Trump wrote on Truth Social during the trip that it was an “honor” to have the business leaders along, singling out Nvidia CEO Jensen Huang as “the Great Jensen Huang.” He posted that he would ask Xi to “open up” China so that “these brilliant people can work their magic” — a statement made while holding disclosed positions in many of their companies.
There were also seven transactions relating to Boeing, including one purchase worth between $1 million and $5 million. U.S. special envoy Paolo Zampolli, who traveled with Vice President JD Vance to Hungary last month, also promotes Boeing sales overseas. “Whenever people see me, they want something. They want access to the president,” Zampolli told the Financial Times last month. “I tell them: ‘Buy Boeing.’ If you want to make the president happy, buy Boeing. It’s the simplest thing in the world.”
The Media Merger Angle
Paramount and Warner Bros Discovery — the two companies at the center of a $110 billion merger now under review by U.S. regulators — both appeared in Trump’s disclosed trades. There were also 17 transactions relating to Netflix, which was pushed out of its own bid for Warner Bros by Paramount’s offer. Trump has been publicly vocal about the Paramount-Warner merger and at times implied he favored Paramount’s offer. He has close ties to Oracle billionaire Larry Ellison, whose son heads Paramount Skydance.
The White House Response
The Trump Organization said the president plays no role in his investment decisions. “President Trump’s investment holdings are maintained exclusively through fully discretionary accounts independently managed by third-party financial institutions with sole and exclusive authority over all investment decisions,” a spokesperson said. “Trades are executed and portfolios are balanced through automated investment processes and systems administered by those institutions.

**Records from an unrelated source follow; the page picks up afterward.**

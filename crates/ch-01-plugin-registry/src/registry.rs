//! Plugin registry service
//!
//! Resolves declared [`PluginInfo`] entries into a name-keyed table of
//! [`PluginHandle`]s. Eager entries are instantiated during `load`; lazy
//! entries become [`LazyPlugin`] wrappers.

use std::collections::HashMap;
use std::sync::Arc;

use parking_lot::RwLock;
use tracing::{debug, info};

use crate::domain::{MonitorRegistry, Plugin, PluginInfo};
use crate::error::PluginError;
use crate::factory::FactoryRegistry;
use crate::lazy::{LazyPlugin, MonitorTarget};

/// An eager instance or a lazy wrapper, behind one calling contract.
pub enum PluginHandle<T: ?Sized + 'static> {
    Eager(Arc<T>),
    Lazy(Arc<LazyPlugin<T>>),
}

impl<T: ?Sized + 'static> Clone for PluginHandle<T> {
    fn clone(&self) -> Self {
        match self {
            Self::Eager(i) => Self::Eager(Arc::clone(i)),
            Self::Lazy(l) => Self::Lazy(Arc::clone(l)),
        }
    }
}

impl<T: ?Sized + Plugin> PluginHandle<T> {
    /// The instance, creating it on first use for lazy entries.
    pub fn get(&self) -> Result<Arc<T>, PluginError> {
        match self {
            Self::Eager(i) => Ok(Arc::clone(i)),
            Self::Lazy(l) => l.get(),
        }
    }

    pub fn is_lazy(&self) -> bool {
        matches!(self, Self::Lazy(_))
    }

    /// Created already (always true for eager entries).
    pub fn is_loaded(&self) -> bool {
        match self {
            Self::Eager(_) => true,
            Self::Lazy(l) => l.is_loaded(),
        }
    }

    /// Existing instance without triggering lazy creation.
    pub fn peek(&self) -> Option<Arc<T>> {
        match self {
            Self::Eager(i) => Some(Arc::clone(i)),
            Self::Lazy(l) => l.peek(),
        }
    }
}

struct Entries<T: ?Sized + 'static> {
    by_name: HashMap<String, PluginHandle<T>>,
    order: Vec<String>,
    default_name: Option<String>,
}

impl<T: ?Sized + 'static> Default for Entries<T> {
    fn default() -> Self {
        Self {
            by_name: HashMap::new(),
            order: Vec::new(),
            default_name: None,
        }
    }
}

/// Name-keyed plugin table for one scope (typically one core).
pub struct PluginRegistry<T: ?Sized + 'static> {
    scope: String,
    factories: Arc<FactoryRegistry<T>>,
    monitors: Option<Arc<MonitorRegistry>>,
    entries: RwLock<Entries<T>>,
}

impl<T: ?Sized + Plugin> PluginRegistry<T> {
    /// `scope` prefixes monitor keys. Pass `None` to skip monitoring.
    pub fn new(
        scope: impl Into<String>,
        factories: Arc<FactoryRegistry<T>>,
        monitors: Option<Arc<MonitorRegistry>>,
    ) -> Self {
        Self {
            scope: scope.into(),
            factories,
            monitors,
            entries: RwLock::new(Entries::default()),
        }
    }

    pub fn scope(&self) -> &str {
        &self.scope
    }

    /// Resolve declarations. Every key is checked against the factory
    /// registry; eager entries are instantiated. The first eager failure
    /// aborts the load and nothing from this call is kept.
    pub fn load(&self, infos: &[PluginInfo]) -> Result<usize, PluginError> {
        let mut resolved: Vec<(PluginInfo, PluginHandle<T>)> = Vec::with_capacity(infos.len());

        for info in infos {
            if !self.factories.contains(&info.class) {
                return Err(PluginError::UnknownKey {
                    name: info.name.clone(),
                    key: info.class.clone(),
                });
            }
            let handle = if info.is_lazy() {
                PluginHandle::Lazy(Arc::new(LazyPlugin::new(
                    info.clone(),
                    Arc::clone(&self.factories),
                    self.monitor_target(),
                )))
            } else {
                PluginHandle::Eager(self.factories.create(info)?)
            };
            resolved.push((info.clone(), handle));
        }

        let count = resolved.len();
        for (info, handle) in resolved {
            debug!(
                scope = %self.scope,
                plugin = %info.name,
                startup = %info.startup,
                "[ch-01] Plugin resolved"
            );
            self.insert(&info.name, info.default, handle);
        }
        info!(scope = %self.scope, count, "[ch-01] Plugins loaded");
        Ok(count)
    }

    /// Register an instance directly, replacing any entry with that name.
    pub fn register(&self, name: &str, instance: Arc<T>) -> Option<PluginHandle<T>> {
        self.insert(name, false, PluginHandle::Eager(instance))
    }

    fn insert(&self, name: &str, is_default: bool, handle: PluginHandle<T>) -> Option<PluginHandle<T>> {
        if let (Some(monitors), Some(instance)) = (&self.monitors, handle.peek()) {
            if let Some(m) = instance.as_monitorable() {
                monitors.register(&self.scope, name, m);
            }
        }

        let mut entries = self.entries.write();
        if is_default {
            entries.default_name = Some(name.to_string());
        }
        let previous = entries.by_name.insert(name.to_string(), handle);
        if previous.is_none() {
            entries.order.push(name.to_string());
        }
        previous
    }

    fn monitor_target(&self) -> Option<MonitorTarget> {
        self.monitors.as_ref().map(|registry| MonitorTarget {
            registry: Arc::clone(registry),
            scope: self.scope.clone(),
        })
    }

    pub fn get(&self, name: &str) -> Option<PluginHandle<T>> {
        self.entries.read().by_name.get(name).cloned()
    }

    pub fn contains(&self, name: &str) -> bool {
        self.entries.read().by_name.contains_key(name)
    }

    /// The entry flagged default, else the one named `""`, else the first
    /// declared.
    pub fn default_plugin(&self) -> Option<PluginHandle<T>> {
        let entries = self.entries.read();
        let name = entries
            .default_name
            .clone()
            .or_else(|| entries.by_name.contains_key("").then(String::new))
            .or_else(|| entries.order.first().cloned())?;
        entries.by_name.get(&name).cloned()
    }

    /// Names in declaration order.
    pub fn names(&self) -> Vec<String> {
        self.entries.read().order.clone()
    }

    pub fn len(&self) -> usize {
        self.entries.read().by_name.len()
    }

    pub fn is_empty(&self) -> bool {
        self.entries.read().by_name.is_empty()
    }

    /// Drop every entry and unregister the monitors of its instances.
    /// Entries another registry has since registered under the same keys
    /// are kept.
    pub fn clear(&self) -> usize {
        let taken = std::mem::take(&mut *self.entries.write());
        let removed = taken.by_name.len();
        if let Some(monitors) = &self.monitors {
            for (name, handle) in taken.by_name {
                let Some(item) = handle.peek().and_then(|i| i.as_monitorable()) else {
                    continue;
                };
                monitors.unregister_item(&MonitorRegistry::key(&self.scope, &name), Arc::as_ptr(&item));
            }
        }
        removed
    }
}

impl<T: ?Sized + 'static> std::fmt::Debug for PluginRegistry<T> {
    fn fmt(&self, f: &mut std::fmt::Formatter<'_>) -> std::fmt::Result {
        f.debug_struct("PluginRegistry")
            .field("scope", &self.scope)
            .field("names", &self.entries.read().order)
            .finish()
    }
}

Neither President Trump, his family, nor The Trump Organization plays any role in selecting, directing, or approving specific investments.”
The White House separately told reporters: “President Trump only acts in the best interests of the American public. President Trump’s assets are in a trust managed by his children. There are no conflicts of interest.”
The Legal Landscape
Federal ethics laws require the president to disclose stock trades in broad value ranges rather than exact figures — a lower bar than what applies to members of Congress under the Stop Trading on Congressional Knowledge Act of 2012, known as the STOCK Act, which requires disclosure within 45 days of a transaction. The president is not covered by the STOCK Act and faces no statutory prohibition on trading individual securities while in office, according to a Congressional Research Service analysis.

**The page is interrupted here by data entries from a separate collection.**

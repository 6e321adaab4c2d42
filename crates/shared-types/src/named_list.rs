//! # Named List
//!
//! Ordered list of `(name, value)` pairs. Names may repeat and insertion
//! order is preserved, which is what distinguishes it from a map.
//!
//! Used for plugin init args, admin/handler responses and persisted
//! settings documents.

use serde::{Deserialize, Serialize};

/// A single property value.
#[derive(Debug, Clone, PartialEq, Serialize, Deserialize)]
#[serde(rename_all = "lowercase")]
pub enum Value {
    Str(String),
    Int(i64),
    Float(f64),
    Bool(bool),
    List(Vec<Value>),
    Map(NamedList),
}

impl Value {
    pub fn as_str(&self) -> Option<&str> {
        match self {
            Self::Str(s) => Some(s),
            _ => None,
        }
    }

    pub fn as_i64(&self) -> Option<i64> {
        match self {
            Self::Int(i) => Some(*i),
            _ => None,
        }
    }

    pub fn as_bool(&self) -> Option<bool> {
        match self {
            Self::Bool(b) => Some(*b),
            _ => None,
        }
    }

    pub fn as_named_list(&self) -> Option<&NamedList> {
        match self {
            Self::Map(nl) => Some(nl),
            _ => None,
        }
    }

    /// Convert into a plain JSON value (names become object keys, later
    /// duplicates win). Used for HTTP responses.
    pub fn to_json(&self) -> serde_json::Value {
        match self {
            Self::Str(s) => serde_json::Value::String(s.clone()),
            Self::Int(i) => serde_json::Value::from(*i),
            Self::Float(f) => serde_json::Value::from(*f),
            Self::Bool(b) => serde_json::Value::Bool(*b),
            Self::List(items) => {
                serde_json::Value::Array(items.iter().map(Value::to_json).collect())
            }
            Self::Map(nl) => nl.to_json(),
        }
    }
}

impl From<&str> for Value {
    fn from(v: &str) -> Self {
        Self::Str(v.to_string())
    }
}

impl From<String> for Value {
    fn from(v: String) -> Self {
        Self::Str(v)
    }
}

impl From<i64> for Value {
    fn from(v: i64) -> Self {
        Self::Int(v)
    }
}

impl From<i32> for Value {
    fn from(v: i32) -> Self {
        Self::Int(i64::from(v))
    }
}

impl From<u32> for Value {
    fn from(v: u32) -> Self {
        Self::Int(i64::from(v))
    }
}

impl From<usize> for Value {
    fn from(v: usize) -> Self {
        Self::Int(i64::try_from(v).unwrap_or(i64::MAX))
    }
}

impl From<u64> for Value {
    fn from(v: u64) -> Self {
        Self::Int(i64::try_from(v).unwrap_or(i64::MAX))
    }
}

impl From<f64> for Value {
    fn from(v: f64) -> Self {
        Self::Float(v)
    }
}

impl From<bool> for Value {
    fn from(v: bool) -> Self {
        Self::Bool(v)
    }
}

impl From<NamedList> for Value {
    fn from(v: NamedList) -> Self {
        Self::Map(v)
    }
}

impl From<Vec<Value>> for Value {
    fn from(v: Vec<Value>) -> Self {
        Self::List(v)
    }
}

/// One entry of a [`NamedList`].
#[derive(Debug, Clone, PartialEq, Serialize, Deserialize)]
pub struct Entry {
    pub name: String,
    pub value: Value,
}

/// Ordered named-property document.
#[derive(Debug, Clone, Default, PartialEq, Serialize, Deserialize)]
pub struct NamedList {
    entries: Vec<Entry>,
}

impl NamedList {
    pub fn new() -> Self {
        Self::default()
    }

    /// Append an entry, keeping any earlier entry with the same name.
    pub fn add(&mut self, name: impl Into<String>, value: impl Into<Value>) -> &mut Self {
        self.entries.push(Entry {
            name: name.into(),
            value: value.into(),
        });
        self
    }

    /// Builder-style [`NamedList::add`].
    #[must_use]
    pub fn with(mut self, name: impl Into<String>, value: impl Into<Value>) -> Self {
        self.add(name, value);
        self
    }

    /// Replace the first entry with this name, or append if absent.
    pub fn set(&mut self, name: &str, value: impl Into<Value>) {
        let value = value.into();
        match self.entries.iter_mut().find(|e| e.name == name) {
            Some(entry) => entry.value = value,
            None => self.entries.push(Entry {
                name: name.to_string(),
                value,
            }),
        }
    }

    /// First value with this name.
    pub fn get(&self, name: &str) -> Option<&Value> {
        self.entries.iter().find(|e| e.name == name).map(|e| &e.value)
    }

    /// All values with this name, in order.
    pub fn get_all<'a>(&'a self, name: &'a str) -> impl Iterator<Item = &'a Value> + 'a {
        self.entries
            .iter()
            .filter(move |e| e.name == name)
            .map(|e| &e.value)
    }

    pub fn get_str(&self, name: &str) -> Option<&str> {
        self.get(name).and_then(Value::as_str)
    }

    pub fn get_i64(&self, name: &str) -> Option<i64> {
        self.get(name).and_then(Value::as_i64)
    }

    pub fn get_bool(&self, name: &str) -> Option<bool> {
        self.get(name).and_then(Value::as_bool)
    }

    /// Remove every entry with this name, returning the first removed value.
    pub fn remove(&mut self, name: &str) -> Option<Value> {
        let first = self
            .entries
            .iter()
            .position(|e| e.name == name)
            .map(|idx| self.entries[idx].value.clone());
        self.entries.retain(|e| e.name != name);
        first
    }

    pub fn len(&self) -> usize {
        self.entries.len()
    }

    pub fn is_empty(&self) -> bool {
        self.entries.is_empty()
    }

    pub fn iter(&self) -> impl Iterator<Item = (&str, &Value)> {
        self.entries.iter().map(|e| (e.name.as_str(), &e.value))
    }

    pub fn names(&self) -> impl Iterator<Item = &str> {
        self.entries.iter().map(|e| e.name.as_str())
    }

    /// Flatten to a plain JSON object for HTTP responses.
    pub fn to_json(&self) -> serde_json::Value {
        let mut map = serde_json::Map::new();
        for entry in &self.entries {
            map.insert(entry.name.clone(), entry.value.to_json());
        }
        serde_json::Value::Object(map)
    }
}

impl<N: Into<String>, V: Into<Value>> FromIterator<(N, V)> for NamedList {
    fn from_iter<I: IntoIterator<Item = (N, V)>>(iter: I) -> Self {
        let mut list = NamedList::new();
        for (name, value) in iter {
            list.add(name, value);
        }
        list
    }
}

#[cfg(test)]
mod tests {
    use super::*;

    #[test]
    fn test_preserves_order_and_duplicates() {
        let mut list = NamedList::new();
        list.add("b", 1).add("a", "x").add("b", 2);

        let names: Vec<_> = list.names().collect();
        assert_eq!(names, vec!["b", "a", "b"]);
        assert_eq!(list.get_i64("b"), Some(1));
        assert_eq!(list.get_all("b").count(), 2);
    }

    #[test]
    fn test_set_replaces_first() {
        let mut list = NamedList::new().with("theme", "dark").with("theme", "light");
        list.set("theme", "blue");
        assert_eq!(list.get_str("theme"), Some("blue"));
        assert_eq!(list.len(), 2);

        list.set("lang", "en");
        assert_eq!(list.len(), 3);
    }

    #[test]
    fn test_remove_all_with_name() {
        let mut list = NamedList::new().with("a", 1).with("b", 2).with("a", 3);
        assert_eq!(list.remove("a"), Some(Value::Int(1)));
        assert_eq!(list.len(), 1);
        assert!(list.remove("missing").is_none());
    }

    #[test]
    fn test_to_json_flattens() {
        let list = NamedList::new().with("status", "OK").with("count", 3);
        let json = list.to_json();
        assert_eq!(json["status"], "OK");
        assert_eq!(json["count"], 3);
    }
}
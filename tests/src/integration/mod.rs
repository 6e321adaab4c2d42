//! # Integration Tests
//!
//! Each module builds real containers over a temporary store directory.

pub mod cluster;
pub mod flows;
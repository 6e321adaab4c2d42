//! # Cluster Membership
//!
//! Two hosts on loopback, each serving the admin surface over real HTTP,
//! running the join handshake against each other.
//!
//! ## Flows Tested:
//!
//! 1. **Self join**: a join address naming the local identity never
//!    leaves the process
//! 2. **Join**: both hosts end up `Known` to each other
//! 3. **Wrong secret**: the join is refused and neither side learns a peer

#[cfg(test)]
mod tests {
    use std::net::SocketAddr;
    use std::path::Path;
    use std::sync::Arc;
    use std::time::Duration;

    use async_trait::async_trait;
    use parking_lot::Mutex;
    use serde_json::Value;
    use tempfile::TempDir;
    use tokio::net::TcpListener;
    use tokio::sync::oneshot;
    use tokio::task::JoinHandle;

    use ch_04_core_cluster::{
        ClusterConfig, ClusterError, CoreCluster, Fetcher, Headers, HostIdentity, HostState,
    };
    use core_runtime::{http, ContainersOptions, CoreContainers};
    use shared_types::{ConfigNode, CoreResult};

    // =============================================================================
    // TEST FIXTURES
    // =============================================================================

    /// Records every URL and answers nothing.
    #[derive(Default)]
    struct RecordingFetcher {
        urls: Mutex<Vec<String>>,
    }

    #[async_trait]
    impl Fetcher for RecordingFetcher {
        async fn get(&self, url: &str, _headers: &Headers) -> Result<String, ClusterError> {
            self.urls.lock().push(url.to_string());
            Err(ClusterError::Http {
                url: url.to_string(),
                message: "recorded".into(),
            })
        }

        async fn post_json(&self, url: &str, _body: &Value, _headers: &Headers) -> Result<String, ClusterError> {
            self.urls.lock().push(url.to_string());
            Err(ClusterError::Http {
                url: url.to_string(),
                message: "recorded".into(),
            })
        }
    }

    /// One host: its containers plus the HTTP server in front of them.
    struct Host {
        containers: Arc<CoreContainers>,
        port: u16,
        stop: Option<oneshot::Sender<()>>,
        task: JoinHandle<CoreResult<()>>,
    }

    impl Host {
        /// Bind, build and serve. The cluster join (if any) is left to
        /// [`Host::join`] so the server is already answering by then.
        async fn serve(dir: &Path, secret: &str, join_port: Option<u16>) -> Self {
            let listener = TcpListener::bind(SocketAddr::from(([127, 0, 0, 1], 0)))
                .await
                .unwrap();
            let port = listener.local_addr().unwrap().port();

            let join = join_port
                .map(|p| format!("join_address = \"127.0.0.1:{p}\"\n"))
                .unwrap_or_default();
            let text = format!(
                "[store]\nlocal_dir = {:?}\n\n\
                 [host]\nname = \"127.0.0.1\"\nlan_address = \"127.0.0.1\"\n\n\
                 [cluster]\nid = \"it\"\nsecret = \"{secret}\"\n{join}",
                dir.join(port.to_string()).display().to_string()
            );
            let root = ConfigNode::parse("host.toml", &text).unwrap();
            let options = ContainersOptions {
                http_port: Some(port),
                fetcher: None,
            };
            let containers = CoreContainers::with_options(root, options).unwrap();
            containers.init().unwrap();

            let (stop, stopped) = oneshot::channel::<()>();
            let task = tokio::spawn(http::serve_on(listener, Arc::clone(&containers), async move {
                let _ = stopped.await;
            }));
            Self {
                containers,
                port,
                stop: Some(stop),
                task,
            }
        }

        async fn join(&self) {
            self.containers.on_inited().await.unwrap();
        }

        fn cluster(&self) -> &Arc<CoreCluster> {
            self.containers.cluster()
        }

        fn known(&self) -> usize {
            self.cluster().hosts_in_state(HostState::Known).len()
        }

        async fn stop(mut self) {
            if let Some(stop) = self.stop.take() {
                let _ = stop.send(());
            }
            (&mut self.task).await.unwrap().unwrap();
            self.containers.shutdown().await;
        }
    }

    async fn wait_until(mut check: impl FnMut() -> bool) -> bool {
        tokio::time::timeout(Duration::from_secs(10), async {
            while !check() {
                tokio::time::sleep(Duration::from_millis(25)).await;
            }
        })
        .await
        .is_ok()
    }

    // =============================================================================
    // INTEGRATION TESTS: JOIN HANDSHAKE
    // =============================================================================

    /// Joining the local identity is refused before any request is sent.
    #[tokio::test]
    async fn test_self_join_is_rejected() {
        let fetcher = Arc::new(RecordingFetcher::default());
        let config = ClusterConfig {
            identity: HostIdentity {
                name: "node-a".into(),
                lan_address: "127.0.0.1".into(),
                http_port: 18990,
                ..HostIdentity::default()
            },
            join_address: Some("127.0.0.1:18990".into()),
            ..ClusterConfig::default()
        };
        let cluster = CoreCluster::new(config, Arc::clone(&fetcher) as Arc<dyn Fetcher>).unwrap();

        assert!(!cluster.join_host().await.unwrap());
        assert!(cluster.wait_idle(Duration::from_secs(1)).await);
        assert!(fetcher.urls.lock().is_empty());
        assert_eq!(cluster.get_clusters().len(), 1);
        cluster.close();
    }

    /// A joiner and its target both see two known hosts.
    #[tokio::test]
    async fn test_two_hosts_join_over_http() {
        let dir = TempDir::new().unwrap();
        let a = Host::serve(dir.path(), "s3cret", None).await;
        a.join().await;
        let b = Host::serve(dir.path(), "s3cret", Some(a.port)).await;
        b.join().await;

        let joined = wait_until(|| a.known() == 2 && b.known() == 2).await;
        assert!(joined, "a knows {}, b knows {}", a.known(), b.known());

        let a_key = a.cluster().self_key().clone();
        let b_key = b.cluster().self_key().clone();
        assert_ne!(a_key, b_key);
        assert!(a.cluster().get_cluster(&b_key).is_some());
        assert!(b.cluster().get_cluster(&a_key).is_some());

        b.stop().await;
        a.stop().await;
    }

    /// A joiner holding the wrong secret is turned away.
    #[tokio::test]
    async fn test_wrong_secret_join_is_refused() {
        let dir = TempDir::new().unwrap();
        let a = Host::serve(dir.path(), "s3cret", None).await;
        a.join().await;
        let b = Host::serve(dir.path(), "guess", Some(a.port)).await;
        b.join().await;

        assert!(b.cluster().wait_idle(Duration::from_secs(10)).await);
        assert!(a.cluster().wait_idle(Duration::from_secs(10)).await);
        assert_eq!(a.cluster().get_clusters().len(), 1);
        assert_eq!(b.cluster().get_clusters().len(), 1);

        b.stop().await;
        a.stop().await;
    }
}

However, traditional insider trading law under Section 10(b) of the Securities Exchange Act of 1934 and SEC Rule 10b-5 prohibits trading on material non-public information by anyone — including the president. Whether trades made while possessing knowledge of pending regulatory decisions could constitute insider trading would be a matter for investigators and prosecutors to determine.
In the 119th Congress, at least 25 measures have been introduced to limit or ban stock trading by federal officials, according to the Congressional Research Service. H.R. 7008, the Stop Insider Trading Act, introduced by House Administration Committee Chairman Bryan Steil in January, would ban members of Congress and their spouses and dependents from trading individual securities — but would not cover the president.

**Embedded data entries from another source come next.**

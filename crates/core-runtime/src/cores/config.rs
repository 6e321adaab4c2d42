//! Per-core configuration
//!
//! A core's configuration is either inlined in its `roles.<role>.cores[]`
//! entry or read from `<instance_dir>/<config>`. Only `plugins[]` is
//! interpreted here; the rest of the tree is handed to handlers as-is.

use ch_01_plugin_registry::PluginInfo;
use shared_types::{ConfigNode, ConfigSource, CoreResult, FileConfigSource};

use super::descriptor::CoreDescriptor;

#[derive(Debug, Clone)]
pub struct CoreConfig {
    node: ConfigNode,
    plugins: Vec<PluginInfo>,
}

impl CoreConfig {
    /// Parse the plugin declarations of `node`.
    pub fn from_node(node: ConfigNode) -> CoreResult<Self> {
        let plugins = node
            .nodes("plugins")
            .iter()
            .map(PluginInfo::from_config)
            .collect::<Result<Vec<_>, _>>()?;
        Ok(Self { node, plugins })
    }

    /// Load the configuration `descriptor` points at.
    pub fn load(descriptor: &CoreDescriptor) -> CoreResult<Self> {
        let node = match descriptor.inline_config() {
            Some(node) => Ok(node.clone()),
            None => FileConfigSource::new(descriptor.config_path()).load(),
        };
        node.and_then(Self::from_node)
            .map_err(|e| e.within(descriptor.name()))
    }

    pub fn resource(&self) -> &str {
        self.node.resource()
    }

    pub fn node(&self) -> &ConfigNode {
        &self.node
    }

    pub fn plugins(&self) -> &[PluginInfo] {
        &self.plugins
    }
}
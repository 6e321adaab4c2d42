//! Admin actions and requests

use std::fmt;
use std::str::FromStr;

use shared_types::NamedList;

use crate::error::AdminError;

#[derive(Debug, Clone, Copy, PartialEq, Eq, Hash)]
pub enum AdminAction {
    /// Cores, descriptors, open counts and init failures.
    Status,
    Reload,
    Unload,
    Swap,
    Rename,
    Create,
    /// Monitor registry snapshot.
    Monitors,
    /// Host registry snapshot.
    Cluster,
    Ping,
    Join,
    Attach,
    Hosts,
}

impl AdminAction {
    pub const ALL: [AdminAction; 12] = [
        Self::Status,
        Self::Reload,
        Self::Unload,
        Self::Swap,
        Self::Rename,
        Self::Create,
        Self::Monitors,
        Self::Cluster,
        Self::Ping,
        Self::Join,
        Self::Attach,
        Self::Hosts,
    ];

    pub fn as_str(self) -> &'static str {
        match self {
            Self::Status => "STATUS",
            Self::Reload => "RELOAD",
            Self::Unload => "UNLOAD",
            Self::Swap => "SWAP",
            Self::Rename => "RENAME",
            Self::Create => "CREATE",
            Self::Monitors => "MONITORS",
            Self::Cluster => "CLUSTER",
            Self::Ping => "PING",
            Self::Join => "JOIN",
            Self::Attach => "ATTACH",
            Self::Hosts => "HOSTS",
        }
    }

    /// Cluster handshakes. These authenticate with the cluster secret
    /// instead of running as local administration.
    pub fn is_handshake(self) -> bool {
        matches!(self, Self::Ping | Self::Join | Self::Attach | Self::Hosts)
    }
}

impl FromStr for AdminAction {
    type Err = AdminError;

    fn from_str(s: &str) -> Result<Self, Self::Err> {
        let upper = s.trim().to_ascii_uppercase();
        Self::ALL
            .into_iter()
            .find(|a| a.as_str() == upper)
            .ok_or_else(|| AdminError::UnknownAction(s.to_string()))
    }
}

impl fmt::Display for AdminAction {
    fn fmt(&self, f: &mut fmt::Formatter<'_>) -> fmt::Result {
        f.write_str(self.as_str())
    }
}

/// One administrative request, independent of the transport.
#[derive(Debug, Clone)]
pub struct AdminRequest {
    pub action: AdminAction,
    pub params: NamedList,
    pub body: Option<serde_json::Value>,
    /// Presented `X-Cluster-Secret`.
    pub secret: Option<String>,
    /// Presented `X-Cluster-Id`.
    pub cluster_id: Option<String>,
}

impl AdminRequest {
    pub fn new(action: AdminAction) -> Self {
        Self {
            action,
            params: NamedList::new(),
            body: None,
            secret: None,
            cluster_id: None,
        }
    }

    #[must_use]
    pub fn with_param(mut self, name: &str, value: &str) -> Self {
        self.params.add(name, value);
        self
    }

    #[must_use]
    pub fn with_body(mut self, body: serde_json::Value) -> Self {
        self.body = Some(body);
        self
    }

    #[must_use]
    pub fn with_secret(mut self, secret: impl Into<String>) -> Self {
        self.secret = Some(secret.into());
        self
    }

    pub fn param(&self, name: &str) -> Option<&str> {
        self.params.get_str(name).filter(|s| !s.is_empty())
    }

    pub fn require(&self, name: &'static str) -> Result<&str, AdminError> {
        self.param(name).ok_or(AdminError::MissingParam(name))
    }
}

At his last State of the Union address, Trump himself called on Congress to act. “Let’s also ensure that members of Congress cannot corruptly profit from using insider information,” he said. Democratic Rep. Mark Takano of California shouted back from the floor: “How about you first?”
Stansbury, a member of the House Oversight and Government Reform Committee, did not specify in her post which body she believed would conduct the investigation or under what authority.